NEW YORK, NY – With expectations even lower than usual for anything that may appear in this space this Christmas morning, it made sense to take advantage of this by playing with “house money” just a bit.
And speaking of house money, I was having a grilled cheese at Earl’s Muenster this week, when who walks in, but the one and only Ed Lynch. For those of you who haven’t obsessed over the Mets since the early 70s (?) let me explain why Lynch holds a special place in the hearts of Met fans everywhere. (or like 7 of us) Lynch managed to carve out a decent little 7 year career with the Mets until. Until he strained a knee tendon after one start in April of 1986 which meant a DL stint. By the time he was healthy enough to pitch again, he learned he’d been traded to the Cubs. The Mets kicked him to the curb on their way to their most recent (29 years) World Championship.
Ed likes his grilled cheese on Sourdough Bread. Mentioned it had a lower glycemic index than white bread. I was peppering him with some good probing questions and for a while he seemed to really appreciate the attention-hell, just the fact that someone actually recognized him! But suddenly the conversation drifted elsewhere. To a dark place. A place in fact where I had no idea Lynch had ever been.
It was October 1997. The dark place was Bally’s in Atlantic City. Their overhead lighting over the Blackjack tables had always been considered the cheapest on the Boardwalk. It added to the magnificent stench of failure and despair that permeated every fiber of the frenetically designed and chaotic casino carpeting. I was sitting at a table one evening with a couple of buddies of mine, a couple of bus players, a high roller but clueless Asian gentleman, and the obligatory “blue hair” with a Tarryton in one hand and her oxygen pump in the other. It was glorious. My cards that night were another story.
Common sense and logic have always been a bit elusive for FSA, particularly when competing at anything. I was getting hammered by “Tui.” I had to counterattack. It began with small passing remarks, but that quickly turned into “under my breath” accusations of her involvement at Nuremberg, the OJ Double Murders, and the Lindbergh baby. I asked her how she slept at night; if she had a soul, a conscience, if she hated babies and puppies. She remained stoic, impervious to my stinging accusations. I complained to the Pit Boss, who offered no explanation or any indication of when a dealer change might be forthcoming. Without other recourse, I did the unthinkable. The only documented occurrence of it in Atlantic City history (post Burt Lancaster/Susan Sarandon)

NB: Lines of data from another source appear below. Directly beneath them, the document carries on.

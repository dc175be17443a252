use crate::types::{AdditionalInfo, ListenEntry, TrackMetadata, TrackMetadataPayload};

/// Builds one payload entry for `submit-listens`.
///
/// `listened_at` is set for imports and omitted for `playing_now`
/// notifications. MusicBrainz identifiers are forwarded when present;
/// artist MBIDs are deduplicated.
pub fn listen_entry(
    metadata: &TrackMetadata,
    listened_at: Option<i64>,
    prefer_albumartist: bool,
) -> ListenEntry {
    let mut artist_mbids: Vec<String> = Vec::new();
    if let Some(mbid) = &metadata.musicbrainz_artist_id {
        for part in mbid.split('/') {
            if !part.is_empty() && !artist_mbids.iter().any(|m| m == part) {
                artist_mbids.push(part.to_string());
            }
        }
    }

    ListenEntry {
        listened_at,
        track_metadata: TrackMetadataPayload {
            artist_name: metadata.effective_artist(prefer_albumartist).to_string(),
            track_name: metadata.title.clone(),
            release_name: metadata.album.clone().filter(|a| !a.is_empty()),
            additional_info: AdditionalInfo {
                duration_ms: metadata.duration_secs.map(|s| s * 1000),
                tracknumber: metadata.track.filter(|t| *t > 0),
                media_player: env!("CARGO_PKG_NAME").to_string(),
                media_player_version: env!("CARGO_PKG_VERSION").to_string(),
                submission_client: env!("CARGO_PKG_NAME").to_string(),
                submission_client_version: env!("CARGO_PKG_VERSION").to_string(),
                artist_mbids: if artist_mbids.is_empty() {
                    None
                } else {
                    Some(artist_mbids)
                },
                release_mbid: metadata.musicbrainz_album_id.clone(),
                recording_mbid: metadata.musicbrainz_recording_id.clone(),
                track_mbid: metadata.musicbrainz_track_id.clone(),
            },
        },
    }
}
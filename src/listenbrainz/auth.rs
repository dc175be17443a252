use std::{sync::Arc, time::Duration};

use reqwest::{Client, StatusCode};
use serde_json::Value;
use tokio::sync::Mutex;

use crate::{
    config,
    listenbrainz::response::{self, ReplyKind},
    types::{AuthCallback, Token},
    utils, warning,
};

/// Failure of a token-endpoint exchange.
///
/// `session_expired` is set when the endpoint answered access-denied,
/// forbidden or authentication-required; the caller must treat that as the
/// session being invalidated remotely, not as a retryable exchange failure.
#[derive(Debug)]
pub struct AuthError {
    pub message: String,
    pub session_expired: bool,
}

impl std::fmt::Display for AuthError {
    fn fmt(&self, f: &mut std::fmt::Formatter<'_>) -> std::fmt::Result {
        f.write_str(&self.message)
    }
}

/// Builds the MusicBrainz authorization URL the user is sent to.
pub fn authorize_url() -> String {
    format!(
        "{authorize_url}?response_type=code&client_id={client_id}&redirect_uri={redirect_uri}&scope={scope}",
        authorize_url = &config::oauth_authorize_url(),
        client_id = &config::oauth_client_id(),
        redirect_uri = &config::oauth_redirect_uri(),
        scope = &config::oauth_scope()
    )
}

/// Opens the authorization URL in the default browser, falling back to
/// printing it for manual navigation.
pub fn open_authorize_url(auth_url: &str) {
    if webbrowser::open(auth_url).is_err() {
        warning!(
            "Failed to open browser. Please navigate to the following URL manually:\n{}",
            auth_url
        )
    }
}

/// Waits for the OAuth redirect to arrive at the local callback server.
///
/// Polls the shared state for up to 60 seconds while the axum handler runs
/// concurrently. Returns `None` on timeout.
pub async fn wait_for_callback(
    shared_state: Arc<Mutex<Option<AuthCallback>>>,
) -> Option<AuthCallback> {
    use std::time::Instant;

    let max_wait = Duration::from_secs(60);
    let start = Instant::now();

    while start.elapsed() < max_wait {
        let lock = shared_state.lock().await;
        if let Some(callback) = lock.as_ref() {
            return Some(callback.clone());
        }
        drop(lock);
        tokio::time::sleep(Duration::from_secs(1)).await;
    }

    None
}

/// Exchanges an authorization code for an access token.
pub async fn exchange_code(code: &str) -> Result<Token, AuthError> {
    request_token(&[
        ("client_id", config::oauth_client_id()),
        ("client_secret", config::oauth_client_secret()),
        ("grant_type", "authorization_code".to_string()),
        ("code", code.to_string()),
        ("redirect_uri", config::oauth_redirect_uri()),
    ])
    .await
}

/// Exchanges a refresh token for a new access token.
pub async fn exchange_refresh_token(refresh_token: &str) -> Result<Token, AuthError> {
    request_token(&[
        ("client_id", config::oauth_client_id()),
        ("client_secret", config::oauth_client_secret()),
        ("grant_type", "refresh_token".to_string()),
        ("refresh_token", refresh_token.to_string()),
    ])
    .await
}

/// Maps a token-endpoint reply to its JSON payload or a structured failure
/// carrying the session-expired indicator.
pub fn token_reply(status: StatusCode, body: &[u8]) -> Result<Value, AuthError> {
    let reply = response::classify(status, body);
    if reply.kind != ReplyKind::Success {
        return Err(AuthError {
            message: reply.error_description,
            session_expired: reply.session_expired,
        });
    }
    Ok(reply.json.unwrap_or(Value::Null))
}

async fn request_token(params: &[(&str, String)]) -> Result<Token, AuthError> {
    let client = Client::new();
    let res = client
        .post(&config::oauth_token_url())
        .form(params)
        .send()
        .await
        .map_err(transport_error)?;

    let status = res.status();
    let body = res.bytes().await.map_err(transport_error)?;
    let json = token_reply(status, &body)?;

    let (Some(access_token), Some(expires_in), Some(token_type)) = (
        json["access_token"].as_str(),
        json["expires_in"].as_i64(),
        json["token_type"].as_str(),
    ) else {
        return Err(AuthError {
            message: "Json access_token, expires_in or token_type is missing.".to_string(),
            session_expired: false,
        });
    };

    Ok(Token {
        access_token: access_token.to_string(),
        token_type: token_type.to_string(),
        refresh_token: json["refresh_token"].as_str().unwrap_or_default().to_string(),
        expires_in,
        login_time: utils::now_epoch(),
    })
}

fn transport_error(e: reqwest::Error) -> AuthError {
    AuthError {
        message: e.to_string(),
        session_expired: false,
    }
}
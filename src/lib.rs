//! ListenBrainz Scrobbler CLI Library
//!
//! This library provides the building blocks for scrobbling played tracks to
//! ListenBrainz: a durable on-disk listen queue, a batching submitter with
//! retry/backoff, OAuth session management against the MusicBrainz token
//! endpoint, and now-playing tracking.
//!
//! # Modules
//!
//! - `api` - HTTP API endpoints for the local OAuth callback server
//! - `cli` - Command-line interface implementations
//! - `config` - Configuration management and environment variables
//! - `listenbrainz` - The scrobbler core: submission, scheduling, auth flow
//! - `management` - Persistence managers for the queue, settings and session
//! - `server` - Local HTTP server for OAuth callbacks
//! - `types` - Data structures and type definitions
//! - `utils` - Utility functions and helpers
//!
//! # Example
//!
//! ```
//! use scroblcli::{config, listenbrainz::Scrobbler};
//!
//! #[tokio::main]
//! async fn main() -> scroblcli::Res<()> {
//!     config::load_env().await?;
//!     let scrobbler = Scrobbler::open().await?;
//!     // Enqueue and submit listens...
//!     Ok(())
//! }
//! ```

pub mod api;
pub mod cli;
pub mod config;
pub mod listenbrainz;
pub mod management;
pub mod server;
pub mod types;
pub mod utils;

/// A convenient Result type alias for operations that may fail.
///
/// Provides a standard error handling pattern throughout the application
/// using a boxed dynamic error trait object. This allows for flexible
/// error handling while maintaining Send + Sync bounds for async contexts.
///
/// # Type Parameters
///
/// - `T` - The success type returned on successful operations
///
/// # Example
///
/// ```
/// use scroblcli::Res;
///
/// async fn fetch_data() -> Res<String> {
///     Ok("data".to_string())
/// }
/// ```
pub type Res<T> = std::result::Result<T, Box<dyn std::error::Error + Send + Sync>>;

/// Prints an informational message with a blue bullet point.
///
/// Creates a formatted output line with a distinctive blue "o" indicator
/// followed by the provided message. Used for general information and
/// status updates throughout the application.
///
/// # Example
///
/// ```
/// info!("Submitting {} queued listens...", count);
/// ```
#[macro_export]
macro_rules! info {
  ($($arg:tt)*) => ({
    use colored::Colorize;
    println!("[{}] {}", "o".blue().bold(), std::format_args!($($arg)*));
  })
}

/// Prints a success message with a green checkmark.
///
/// Creates a formatted output line with a green "✓" indicator to signify
/// successful completion of operations.
///
/// # Example
///
/// ```
/// success!("Authentication completed successfully");
/// success!("Submitted {} listens", count);
/// ```
#[macro_export]
macro_rules! success {
  ($($arg:tt)*) => ({
    use colored::Colorize;
    println!("[{}] {}", "✓".green().bold(), std::format_args!($($arg)*));
  })
}

/// Prints an error message with a red exclamation mark and exits the program.
///
/// Creates a formatted error output with a red "!" indicator and immediately
/// terminates the program with exit code 1. Used for unrecoverable errors
/// that require immediate program termination, so it belongs in the CLI
/// layer only - library code propagates errors instead.
///
/// # Example
///
/// ```
/// error!("Failed to load queue cache: {}", e);
/// // Program exits here - code after this will not execute
/// ```
#[macro_export]
macro_rules! error {
  ($($arg:tt)*) => ({
    use colored::Colorize;
    println!("[{}] {}", "!".red().bold(), std::format_args!($($arg)*));
    std::process::exit(1);
  })
}

/// Prints a warning message with a yellow exclamation mark.
///
/// Creates a formatted output line with a yellow "!" indicator to highlight
/// potential issues or important notices that don't require program
/// termination.
///
/// # Example
///
/// ```
/// warning!("Queue is non-empty, run scroblcli submit");
/// ```
#[macro_export]
macro_rules! warning {
  ($($arg:tt)*) => ({
    use colored::Colorize;
    println!("[{}] {}", "!".yellow().bold(), std::format_args!($($arg)*));
  })
}
//! Configuration management for the ListenBrainz scrobbler.
//!
//! This module handles loading and accessing configuration values from
//! environment variables and `.env` files. It provides a centralized way to
//! access API endpoints, OAuth client credentials and the local callback
//! server address.
//!
//! The configuration system follows a hierarchical approach:
//! 1. Environment variables (highest priority)
//! 2. `.env` file in the local data directory
//! 3. Application defaults (the public ListenBrainz/MusicBrainz endpoints)

use base64::{Engine, engine::general_purpose::STANDARD};
use std::{env, path::PathBuf};

const DEFAULT_API_URL: &str = "https://api.listenbrainz.org";
const DEFAULT_OAUTH_AUTHORIZE_URL: &str = "https://musicbrainz.org/oauth2/authorize";
const DEFAULT_OAUTH_TOKEN_URL: &str = "https://musicbrainz.org/oauth2/token";
const DEFAULT_OAUTH_SCOPE: &str = "profile;email;tag;rating;collection;submit_isrc;submit_barcode";
const DEFAULT_SERVER_ADDRESS: &str = "127.0.0.1:8889";

// Registered client credentials, stored base64-encoded like upstream
// clients do to keep them out of plain-text grep results.
const CLIENT_ID_B64: &str = "b2VBVU53cVNRZXIwZXIwOUZpcWkwUQ==";
const CLIENT_SECRET_B64: &str = "Uk9GZ2hrZVEzRjNvUHlFaHFpeVdQQQ==";

/// Loads environment variables from a `.env` file in the local data directory.
///
/// Creates the necessary directory structure if it doesn't exist and loads
/// environment variables from a `.env` file located in the platform-specific
/// local data directory under `scroblcli/.env`. The file is optional; when it
/// is missing all configuration falls back to the built-in defaults.
///
/// # Directory Structure
///
/// The function looks for the `.env` file in:
/// - Linux: `~/.local/share/scroblcli/.env`
/// - macOS: `~/Library/Application Support/scroblcli/.env`
/// - Windows: `%LOCALAPPDATA%/scroblcli/.env`
///
/// # Errors
///
/// Returns an error if the parent directory cannot be created or an existing
/// `.env` file cannot be parsed.
pub async fn load_env() -> Result<(), String> {
    let mut path = dirs::data_local_dir().unwrap_or_else(|| PathBuf::from("."));
    path.push("scroblcli/.env");
    if let Some(parent) = path.parent() {
        async_fs::create_dir_all(parent)
            .await
            .map_err(|e| e.to_string())?;
    }

    if path.is_file() {
        dotenv::from_path(path).map_err(|e| e.to_string())?;
    }
    Ok(())
}

/// Returns the ListenBrainz API base URL.
///
/// Reads `LISTENBRAINZ_API_URL`, defaulting to the public API. All listen
/// submission requests go to `{api_url}/1/submit-listens`.
pub fn api_url() -> String {
    env::var("LISTENBRAINZ_API_URL").unwrap_or_else(|_| DEFAULT_API_URL.to_string())
}

/// Returns the MusicBrainz OAuth authorization URL.
///
/// Reads `MUSICBRAINZ_OAUTH_AUTHORIZE_URL`. Users are redirected here to
/// grant the application access during the auth flow.
pub fn oauth_authorize_url() -> String {
    env::var("MUSICBRAINZ_OAUTH_AUTHORIZE_URL")
        .unwrap_or_else(|_| DEFAULT_OAUTH_AUTHORIZE_URL.to_string())
}

/// Returns the MusicBrainz OAuth token exchange URL.
///
/// Reads `MUSICBRAINZ_OAUTH_TOKEN_URL`. Authorization codes and refresh
/// tokens are exchanged for access tokens here.
pub fn oauth_token_url() -> String {
    env::var("MUSICBRAINZ_OAUTH_TOKEN_URL")
        .unwrap_or_else(|_| DEFAULT_OAUTH_TOKEN_URL.to_string())
}

/// Returns the OAuth client ID.
///
/// Reads `MUSICBRAINZ_OAUTH_CLIENT_ID`, falling back to the embedded
/// registered client ID.
pub fn oauth_client_id() -> String {
    env::var("MUSICBRAINZ_OAUTH_CLIENT_ID").unwrap_or_else(|_| decode_b64(CLIENT_ID_B64))
}

/// Returns the OAuth client secret.
///
/// Reads `MUSICBRAINZ_OAUTH_CLIENT_SECRET`, falling back to the embedded
/// registered client secret.
pub fn oauth_client_secret() -> String {
    env::var("MUSICBRAINZ_OAUTH_CLIENT_SECRET").unwrap_or_else(|_| decode_b64(CLIENT_SECRET_B64))
}

/// Returns the OAuth scope requested during authorization.
pub fn oauth_scope() -> String {
    env::var("MUSICBRAINZ_OAUTH_SCOPE").unwrap_or_else(|_| DEFAULT_OAUTH_SCOPE.to_string())
}

/// Returns the bind address for the local OAuth callback server.
///
/// Reads `SERVER_ADDRESS`, e.g. `127.0.0.1:8889`. The port must match the
/// redirect URI registered with the OAuth provider.
pub fn server_addr() -> String {
    env::var("SERVER_ADDRESS").unwrap_or_else(|_| DEFAULT_SERVER_ADDRESS.to_string())
}

/// Returns the OAuth redirect URI handed to the authorization endpoint.
///
/// Reads `OAUTH_REDIRECT_URI` if set, otherwise derives
/// `http://localhost:{port}/callback` from the server address.
pub fn oauth_redirect_uri() -> String {
    env::var("OAUTH_REDIRECT_URI").unwrap_or_else(|_| {
        let addr = server_addr();
        let port = addr.rsplit(':').next().unwrap_or("8889");
        format!("http://localhost:{}/callback", port)
    })
}

fn decode_b64(value: &str) -> String {
    STANDARD
        .decode(value)
        .ok()
        .and_then(|bytes| String::from_utf8(bytes).ok())
        .unwrap_or_default()
}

I made an Atlantic City Blackjack dealer cry. She cried so hard, she was relieved of her shift and left the table. My verbal annihilation had beaten Tui. She had a coldness, an indifference to her that only pre-Cold War spies, and Chicken Hawk Draft Dodger Dick Cheney had. I went all Drago in Rocky 4 on her and announced my intention to “break her.” The Pit Boss immediately came over and invited me “upstairs” for a chat with the Casino Director. No one was pleased-especially me. I wrote a note of apology to Tui, and to the Pit Boss. The Casino Director’s name though, I neglected to collect.
So on Christmas I’d like to extend a sincere note of regret to that guy. Ed, my bad. The lighting was bad back then, my friend. Dark, too dark. Earl’s Muenster on me next time.
Merry Christmas to all! Thanks for reading.